The City of the Sun mentioned in verse 18 is somewhat cryptic. The Masoretic text actually speaks of the “city of destruction.” It is in the Dead Sea Scrolls that we read instead of the “city of the Sun.” And the Septuagint has a third rendering: “city of righteousness.” The intent is most probably highlighting a remnant people who see (as is possible from the light of the Sun) and are righteous (having faith) and therefore promote destruction to the false faith and ways of Egypt.
The last three verses of the chapter show the ultimate end of God’s remnant people. Looking to the ultimate judgment, a highway runs from Assyria to Egypt, obviously crossing the land of Judah. This highway illustrates the remnant people of faith from both the judged (Egypt) and the instrument of judgment (Assyria) coming to God (represented by the covenant land of Judah).

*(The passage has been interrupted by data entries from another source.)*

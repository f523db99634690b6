//! Event ingest handlers: single, batch, and dry-run normalization.

use axum::extract::State;
use axum::http::StatusCode;
use axum::response::IntoResponse;
use axum::routing::post;
use axum::{Json, Router};

use crate::api::dto::{
    BatchIngestRequest, BatchIngestResponse, BatchItemResult, IngestEventRequest,
};
use crate::app_state::AppState;
use crate::domain::NormalizedEvent;
use crate::error::{ErrorBody, ErrorResponse, GatewayError};

/// `POST /events`: Normalize and store one raw event.
///
/// # Errors
///
/// Returns [`GatewayError::Validation`] for a malformed envelope, or a
/// persistence error if the store rejects the insert.
#[utoipa::path(
    post,
    path = "/api/v1/events",
    tag = "Events",
    summary = "Ingest a raw event",
    description = "Validates the shared envelope, normalizes the payload with the strategy registered for its source, and stores the result. Trusted sources are auto-approved; review platforms and forms start pending.",
    request_body = IngestEventRequest,
    responses(
        (status = 201, description = "Event normalized and stored", body = NormalizedEvent),
        (status = 400, description = "Malformed envelope", body = ErrorResponse),
        (status = 500, description = "Store rejected the insert", body = ErrorResponse),
    )
)]
pub async fn ingest_event(
    State(state): State<AppState>,
    Json(req): Json<IngestEventRequest>,
) -> Result<impl IntoResponse, GatewayError> {
    let raw = req.into_raw().inspect_err(|e| {
        tracing::warn!(error = %e, "raw event rejected");
    })?;
    let event = state.ingest_service.ingest(&raw).await?;
    Ok((StatusCode::CREATED, Json(event)))
}

/// `POST /events/batch`: Ingest many raw events independently.
///
/// # Errors
///
/// Never fails as a whole; per-item failures are reported in the body.
#[utoipa::path(
    post,
    path = "/api/v1/events/batch",
    tag = "Events",
    summary = "Ingest a batch of raw events",
    description = "Each item is validated, normalized, and stored on its own. A rejected item does not affect the others.",
    request_body = BatchIngestRequest,
    responses(
        (status = 200, description = "Per-item report", body = BatchIngestResponse),
    )
)]
pub async fn ingest_batch(
    State(state): State<AppState>,
    Json(req): Json<BatchIngestRequest>,
) -> Result<impl IntoResponse, GatewayError> {
    let outcomes = state
        .ingest_service
        .ingest_batch(req.into_raw_events())
        .await;

    let results: Vec<BatchItemResult> = outcomes
        .into_iter()
        .enumerate()
        .map(|(index, outcome)| match outcome {
            Ok(event) => BatchItemResult {
                index,
                status: "accepted".to_string(),
                event_id: Some(event.id),
                error: None,
            },
            Err(e) => BatchItemResult {
                index,
                status: "rejected".to_string(),
                event_id: None,
                error: Some(ErrorBody {
                    code: e.error_code(),
                    message: e.to_string(),
                    details: None,
                }),
            },
        })
        .collect();
    let accepted = results.iter().filter(|r| r.event_id.is_some()).count();

    Ok(Json(BatchIngestResponse {
        accepted,
        rejected: results.len() - accepted,
        results,
    }))
}

/// `POST /events/normalize`: Normalize without storing.
///
/// # Errors
///
/// Returns [`GatewayError::Validation`] for a malformed envelope.
#[utoipa::path(
    post,
    path = "/api/v1/events/normalize",
    tag = "Events",
    summary = "Preview normalization",
    description = "Runs the same normalization as ingest and returns the record without storing it.",
    request_body = IngestEventRequest,
    responses(
        (status = 200, description = "Normalized record", body = NormalizedEvent),
        (status = 400, description = "Malformed envelope", body = ErrorResponse),
    )
)]
pub async fn normalize_event(
    State(state): State<AppState>,
    Json(req): Json<IngestEventRequest>,
) -> Result<impl IntoResponse, GatewayError> {
    let raw = req.into_raw()?;
    let event = state.ingest_service.preview(&raw).await;
    Ok(Json(event))
}

/// Event routes.
pub fn routes() -> Router<AppState> {
    Router::new()
        .route("/events", post(ingest_event))
        .route("/events/batch", post(ingest_batch))
        .route("/events/normalize", post(normalize_event))
}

Chapter 20 still applies to the oracle against Egypt. Those who do not turn to faith in God are shamed. The reference to Ashdod in verse 1 is significant. It was Philistia in chapter 14 that attempted to draw Judah into the Cush-Egyptian anti-Assyria alliance. But Ashdod is captured, helping us realize that there is no protection apart from God.
Chapter 21 begins with the oracle against Babylon. Although some scholars suggest that this passage reveals the destruction of Babylon by the Medo-Persian empire in 539 BC, the account here probably fits better in the 710 to 689 BC time period. In 721 BC, Merodach-Baladan became king in Babylon. In 710, Sargon, king of Assyria, wages war against Babylon and defeats it. But Merodach-Baladan comes back in around 705 to win Babylon back. His hold is not very strong. Sennacherib, Sargon’s son who becomes king after his father, defeats Merodach-Baladan again in 702, recapturing the territory. Over the next several years, Merodach-Baladan continues to skirmish against Assyria until a final triumph of Sennacherib in 689 BC.
Understanding that period as the subject for this oracle, we see in verse 1 that the Assyrian attack is likened to a storm in the desert, particularly a storm in the Negev. The Negev was an area south of Judah—not around Babylon. Thus, since Isaiah is writing to Jews, the Jews would be familiar with the frequent Negev storms. If this passage were describing Babylon’s fall in 539, few Jews could relate to Negev storms since the greater population of Jews had been displaced to Babylon over the last 70 years.
In verse 2, the speaker (“me”) is Isaiah. He is the one troubled by the vision. The vision includes is a quote most likely made by Merodach-Baladan (M-B). M-B is decrying the treachery of Assyria. He calls on Elam and Media (who were in alliance with Babylon at this time) to rise up against Assyria.
But Isaiah shows in verses 3 and 4 that this brings him distress. Why? It is because Judah appears to want to join in alliance with Babylon against the fearful nation of Assyria. Isaiah is bothered because Judah, again, seems to want to place its trust in alliance rather than in God (who is actually using Assyria as his instrument of judgment). Notice verse 5 which could seem cryptic as it switches from talk of war to talk of preparing a banquet. What is the significance in the change of scene?
This is likely Hezekiah’s welcoming of the envoy from Babylon. We read about this delegation in Isaiah 39. Hezekiah had welcomed Babylon’s emissaries, delighting in the alliance against Assyria. Isaiah tells Hezekiah that for this trust misplacement, Judah would become the conquest of Babylon.